In 1837 Whitmarsh built a new, larger brick structure a half-mile downstream for the manufacture of silk and moved the equipment out of the oil mill. Two years later, with the silk enterprise foundering in the midst of a disastrous speculation in mulberry trees, David Lee Child and Lydia Maria Child rented the old oil mill, Josiah White’s old cottage, and twenty acres of the “Silk Company Farm” for the production of beet sugar. This experiment failed as well and by September of 1841 a group of businessmen with social reform on their minds, mostly from northeastern Connecticut, purchased the property of the Northampton Silk Company including Josiah White’s old oil mill. Earlier that year Lydia Maria Child had moved to New York City to edit the National Anti-Slavery Standard. It is unclear how long David’s arrangement with the nascent Northampton Association of Education and Industry lasted but the grist mill and saw mill became vital parts of the productive capacity of this community of radical abolitionists. One of the founders, George W. Benson, was William Lloyd Garrison’s brother-in-law.

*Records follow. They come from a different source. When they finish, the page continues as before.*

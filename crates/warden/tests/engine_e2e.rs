//! End-to-end integration test: "Does it actually work?"
//!
//! This test tells a story:
//!
//! 1. A subject (an automation agent) registers with Warden
//! 2. The pipeline verifies it across factors and scores its risk
//! 3. The policy evaluator turns risk and posture into a decision
//! 4. A second request is served from the result cache
//! 5. Live risk climbs and a policy allow degrades to a challenge
//! 6. An administrator ships a bad rule and gets every violation back
//! 7. The background monitor re-verifies on its own schedule
//! 8. Compliance reporting scores the rule coverage
//! 9. Deregistration purges the subject everywhere
//!
//! What's real: the full pipeline (stages, timeouts, aggregation), the
//! rule engine, caching, scheduling, and metrics. What's simulated: the
//! factor scorers themselves, which stand behind the executor contract
//! exactly as external HSM/model services would.

use std::sync::Arc;
use std::time::Duration;

use warden::{assess, build_engine, AccessEngine, ComplianceFramework, WardenConfig};
use warden_core::{ResourceId, RiskLevel, RuleId, SubjectId};
use warden_policy::{
    AccessAction, ActionKind, ConditionOperator, EvaluatorConfig, FieldValue, Obligation,
    PolicyAction, PolicyCondition, PolicyDecision, PolicyEvaluator, PolicyRule, PolicyStore,
    RuleCategory,
};
use warden_verify::{
    ExecutorRegistry, FixedOutcomeExecutor, MethodKind, MethodOutcome, MonitorConfig, Orchestrator,
    PipelineConfig, StageConfig, VerifierConfig,
};

// ---------------------------------------------------------------------------
// Helpers
// ---------------------------------------------------------------------------

fn risk_rule(id: &str, priority: i64, operator: ConditionOperator, bound: f64, action: ActionKind) -> PolicyRule {
    PolicyRule {
        id: RuleId::new(id),
        name: format!("rule {}", id),
        category: RuleCategory::Authorization,
        priority,
        conditions: vec![PolicyCondition {
            field: "risk.score".to_string(),
            operator,
            value: FieldValue::Number(bound),
            negate: false,
        }],
        actions: vec![PolicyAction::of(action)],
        metadata: Default::default(),
        enabled: true,
        version: 1,
    }
}

/// Engine with a single deterministic cryptographic factor so the risk
/// score is exactly `1 - confidence`.
fn engine_with_confidence(confidence: f64, rules: Vec<PolicyRule>) -> AccessEngine {
    let executors = ExecutorRegistry::new().with(Arc::new(FixedOutcomeExecutor::new(
        MethodKind::Cryptographic,
        MethodOutcome::succeeded(confidence),
    )));
    let config = VerifierConfig {
        pipeline: PipelineConfig {
            stages: vec![StageConfig {
                name: "identity".to_string(),
                methods: vec![MethodKind::Cryptographic],
                timeout_ms: 500,
            }],
            fail_fast: false,
            method_timeout_ms: 200,
        },
        ..Default::default()
    };
    let orchestrator = Arc::new(Orchestrator::new(config, executors));
    let store = Arc::new(PolicyStore::new());
    store.load(rules).unwrap();
    let evaluator = Arc::new(PolicyEvaluator::new(store, EvaluatorConfig::default()));
    AccessEngine::new(orchestrator, evaluator, 0.7)
}

// ============================================================================
// Chapter 1: registration and a clean first decision
// ============================================================================

#[tokio::test]
async fn chapter_1_register_verify_allow() {
    let engine = engine_with_confidence(
        0.95,
        vec![risk_rule("allow-calm", 100, ConditionOperator::LessThan, 0.3, ActionKind::Allow)],
    );
    let subject = SubjectId::new("agent-7");
    assert!(engine.register_subject(subject.clone()));

    let decision = engine
        .authorize(&subject, ResourceId::new("db/orders"), AccessAction::Read)
        .await
        .unwrap();

    assert_eq!(decision.decision, PolicyDecision::Allow);
    assert!(decision.success);
    assert_eq!(decision.risk_score.level(), RiskLevel::Low);
    assert!(decision.obligations.contains(&Obligation::LogDecision));

    // The verification left its traces everywhere it should.
    let context = engine.orchestrator().contexts().get(&subject).unwrap();
    assert!(context.last_verified.is_some());
    assert_eq!(context.risk, decision.risk_score);
    assert!(decision.verification.next_verification > decision.verification.timestamp);
}

// ============================================================================
// Chapter 2: the cache absorbs the second request
// ============================================================================

#[tokio::test]
async fn chapter_2_second_request_hits_cache() {
    let engine = engine_with_confidence(
        0.95,
        vec![risk_rule("allow-calm", 100, ConditionOperator::LessThan, 0.3, ActionKind::Allow)],
    );
    let subject = SubjectId::new("agent-7");
    engine.register_subject(subject.clone());

    let first = engine
        .authorize(&subject, ResourceId::new("db/orders"), AccessAction::Read)
        .await
        .unwrap();
    let second = engine
        .authorize(&subject, ResourceId::new("db/orders"), AccessAction::Read)
        .await
        .unwrap();

    // Same verification run backs both decisions; no pipeline re-execution.
    assert_eq!(first.verification.id, second.verification.id);
    let metrics = engine
        .orchestrator()
        .metrics()
        .subject(&subject)
        .unwrap();
    assert_eq!(metrics.total_verifications, 1);
    assert_eq!(metrics.cache_hits, 1);
}

// ============================================================================
// Chapter 3: deny overrides, challenge under live risk
// ============================================================================

#[tokio::test]
async fn chapter_3_deny_overrides_and_risk_downgrade() {
    // Deny at priority 200 plus allow at 50: deny wins.
    let engine = engine_with_confidence(
        0.95,
        vec![
            risk_rule("allow-low", 50, ConditionOperator::LessThan, 1.0, ActionKind::Allow),
            risk_rule("deny-high", 200, ConditionOperator::LessThan, 1.0, ActionKind::Deny),
        ],
    );
    let subject = SubjectId::new("agent-7");
    engine.register_subject(subject.clone());
    let decision = engine
        .authorize(&subject, ResourceId::new("db/orders"), AccessAction::Read)
        .await
        .unwrap();
    assert_eq!(decision.decision, PolicyDecision::Deny);
    assert!(!decision.success);
    assert!(!decision.policy.violations.is_empty());

    // Confidence 0.25 -> risk 0.75: policy says allow, live risk says
    // challenge.
    let engine = engine_with_confidence(
        0.25,
        vec![risk_rule("allow-any", 100, ConditionOperator::LessThan, 1.0, ActionKind::Allow)],
    );
    let subject = SubjectId::new("agent-9");
    engine.register_subject(subject.clone());
    let decision = engine
        .authorize(&subject, ResourceId::new("db/orders"), AccessAction::Read)
        .await
        .unwrap();
    assert_eq!(decision.policy.decision, PolicyDecision::Allow);
    assert_eq!(decision.decision, PolicyDecision::Challenge);
}

// ============================================================================
// Chapter 4: administration rejects bad rules loudly
// ============================================================================

#[tokio::test]
async fn chapter_4_rule_administration() {
    let engine = engine_with_confidence(
        0.95,
        vec![risk_rule("allow-calm", 100, ConditionOperator::LessThan, 0.3, ActionKind::Allow)],
    );
    let store = engine.evaluator().store();

    // A rule with no conditions and no actions reports both problems.
    let bad = PolicyRule {
        id: RuleId::new("broken"),
        name: "broken rule".to_string(),
        category: RuleCategory::Authorization,
        priority: 1,
        conditions: vec![],
        actions: vec![],
        metadata: Default::default(),
        enabled: true,
        version: 1,
    };
    let err = store.add_rule(bad).unwrap_err();
    let message = err.to_string();
    assert!(message.contains("at least one condition required"));
    assert!(message.contains("at least one action required"));

    // Updating supersedes: version moves forward, old Arc stays intact.
    let before = store.get(&RuleId::new("allow-calm")).unwrap();
    let mut updated = risk_rule("allow-calm", 150, ConditionOperator::LessThan, 0.4, ActionKind::Allow);
    updated.name = "allow calm subjects v2".to_string();
    let version = store.update_rule(updated).unwrap();
    assert_eq!(version, 2);
    assert_eq!(before.rule.version, 1);
    assert_eq!(store.get(&RuleId::new("allow-calm")).unwrap().rule.priority, 150);
}

// ============================================================================
// Chapter 5: the monitor re-verifies on its own
// ============================================================================

#[tokio::test(flavor = "multi_thread", worker_threads = 4)]
async fn chapter_5_background_monitor() {
    let engine = engine_with_confidence(
        0.95,
        vec![risk_rule("allow-calm", 100, ConditionOperator::LessThan, 0.3, ActionKind::Allow)],
    );
    let subject = SubjectId::new("agent-7");
    engine.register_subject(subject.clone());

    let handle = engine.spawn_monitor(MonitorConfig {
        tick_interval: Duration::from_millis(10),
        queue_size: 8,
        workers: 2,
    });

    let mut verified = false;
    for _ in 0..100 {
        tokio::time::sleep(Duration::from_millis(10)).await;
        if let Some(metrics) = engine.orchestrator().metrics().subject(&subject) {
            if metrics.total_verifications >= 1 {
                verified = true;
                break;
            }
        }
    }
    handle.shutdown().await;
    assert!(verified, "monitor never verified the due subject");

    let snapshot = engine.metrics_snapshot();
    assert!(snapshot.system.total_verifications >= 1);
    assert_eq!(snapshot.system.subjects, 1);
}

// ============================================================================
// Chapter 6: compliance coverage over the live rule store
// ============================================================================

#[tokio::test]
async fn chapter_6_compliance_report() {
    let engine = engine_with_confidence(
        0.95,
        vec![
            risk_rule("allow-calm", 100, ConditionOperator::LessThan, 0.3, ActionKind::Allow),
            risk_rule("deny-hot", 200, ConditionOperator::GreaterThan, 0.8, ActionKind::Deny),
        ],
    );

    let frameworks = vec![ComplianceFramework {
        id: "soc2".to_string(),
        name: "SOC 2".to_string(),
        requirements: vec![
            warden::Requirement {
                id: "cc6.1".to_string(),
                description: "logical access controls".to_string(),
                mappings: vec![warden::PolicyMapping {
                    rule_id: RuleId::new("deny-hot"),
                    coverage: 0.9,
                }],
            },
            warden::Requirement {
                id: "cc6.2".to_string(),
                description: "access revocation".to_string(),
                mappings: vec![],
            },
        ],
        active: true,
    }];

    let report = assess(&frameworks, engine.evaluator().store());
    assert_eq!(report.frameworks.len(), 1);
    // One of two requirements met.
    assert!((report.frameworks[0].score - 50.0).abs() < 1e-9);
    assert!((report.overall_score - 50.0).abs() < 1e-9);
}

// ============================================================================
// Chapter 7: deregistration is terminal
// ============================================================================

#[tokio::test]
async fn chapter_7_deregistration_purges() {
    let engine = engine_with_confidence(
        0.95,
        vec![risk_rule("allow-calm", 100, ConditionOperator::LessThan, 0.3, ActionKind::Allow)],
    );
    let subject = SubjectId::new("agent-7");
    engine.register_subject(subject.clone());
    engine
        .authorize(&subject, ResourceId::new("db/orders"), AccessAction::Read)
        .await
        .unwrap();

    assert!(engine.deregister_subject(&subject));
    assert!(engine.orchestrator().contexts().get(&subject).is_none());
    assert!(engine.orchestrator().schedules().get(&subject).is_none());

    let err = engine
        .authorize(&subject, ResourceId::new("db/orders"), AccessAction::Read)
        .await
        .unwrap_err();
    assert!(err.to_string().contains("not registered"));
}

// ============================================================================
// Chapter 8: the packaged engine with built-in executors
// ============================================================================

#[tokio::test]
async fn chapter_8_default_engine_end_to_end() {
    let engine = build_engine(&WardenConfig::default()).unwrap();

    let subject = SubjectId::new("agent-7");
    engine.register_subject(subject.clone());
    // Give the subject a trustworthy posture so the built-in factors
    // score it well.
    engine.orchestrator().contexts().update(&subject, |context| {
        context.device.device_id = Some("laptop-1".to_string());
        context.device.managed = true;
        context.device.compliant = true;
        context.location.country = Some("DE".to_string());
        context.baseline.typical_countries = vec!["DE".to_string()];
        context.baseline.typical_devices = vec!["laptop-1".to_string()];
    });

    let decision = engine
        .authorize(&subject, ResourceId::new("db/orders"), AccessAction::Read)
        .await
        .unwrap();

    assert_eq!(decision.decision, PolicyDecision::Allow);
    assert!(decision.success);
    assert!(decision.risk_score.level() <= RiskLevel::Medium);
    // Every configured factor produced a result.
    assert_eq!(decision.verification.method_results.len(), 4);
}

The Northampton Association Moves in: David Mack and the Community School

On September 10, 1842 the Northampton Association approved assuming the rental by Benson “with Dr. Barrett for the house occupied by Mr. Mack.” (NAEI Volume #2, Record of Proceedings). Two days later the cost for installing sinks in the Boarding House and seven other houses of the community were recorded in the Association expense book. (NAEI Volume #5, Daybook 1842-1844). Just below these entries is listed an expense for a sink installed for David Mack, entered separately, presumably because this was a rental and not one of the buildings owned by the Community. In 1894 Charles Sheffeld listed the houses that had been owned by the Community in his History of Florence (page 96). Along with the Benson house, the Adam house, the Josiah White Cottage, and the Gaius Burt houses he lists, “the Mack house on the other side of the bridge north of Spring street.” This was the rough location of the Barrett “oil mill house.”

George W. Benson had come to Broughton’s Meadow from Brooklyn, CT, located in a region that would provide nearly half of the early members of the NAEI. Benson was married to Catharine Stetson and he was able to convince her brother James and his wife Dolly, also of Brooklyn to join them in Northampton. It appears that Benson, seeking to accommodate his brother-in-law’s wishes, had prevailed on David Mack and Maria Mack to make way for the Stetsons and their six children, who entered the Association on April 20, 1843. Less than a month later they were joined by the Calvin Stebbins family of Wilbraham. (Letters from An American Utopia, note 56, page 144)James became the salesman of the company’s silk in Boston and so spent most of the three years the Stetsons were members of the Association away from home. The couple’s separation resulted in the seventy-five letters compiled in Letters from an American Utopia.

From the beginning the Association had been committed to engage in the education of young students. With Director William Adam, David and Maria Mack were the central figures in the Educational Department. The letter from Dolly to James Stetson of April 21, 1844 reveals Mack’s desire to move back to his former dwelling. Dolly contends that it wasn’t she who had wanted him to move out in the first place.

The next day after you left Mr Mack came to me and wished to know If I was willing to exchange tenements with him. I told him that he knew that I had always been willing to live in the factory but that you had objections to living there, and I should not decide anything about it but that they must write to you. Mr Mack said that he felt himself pledged to raise $1000 in the educational department that he had been promised a suitable place for the school and that he had advertised that they would be ready to receive scholars the first of May. [Emphasis added]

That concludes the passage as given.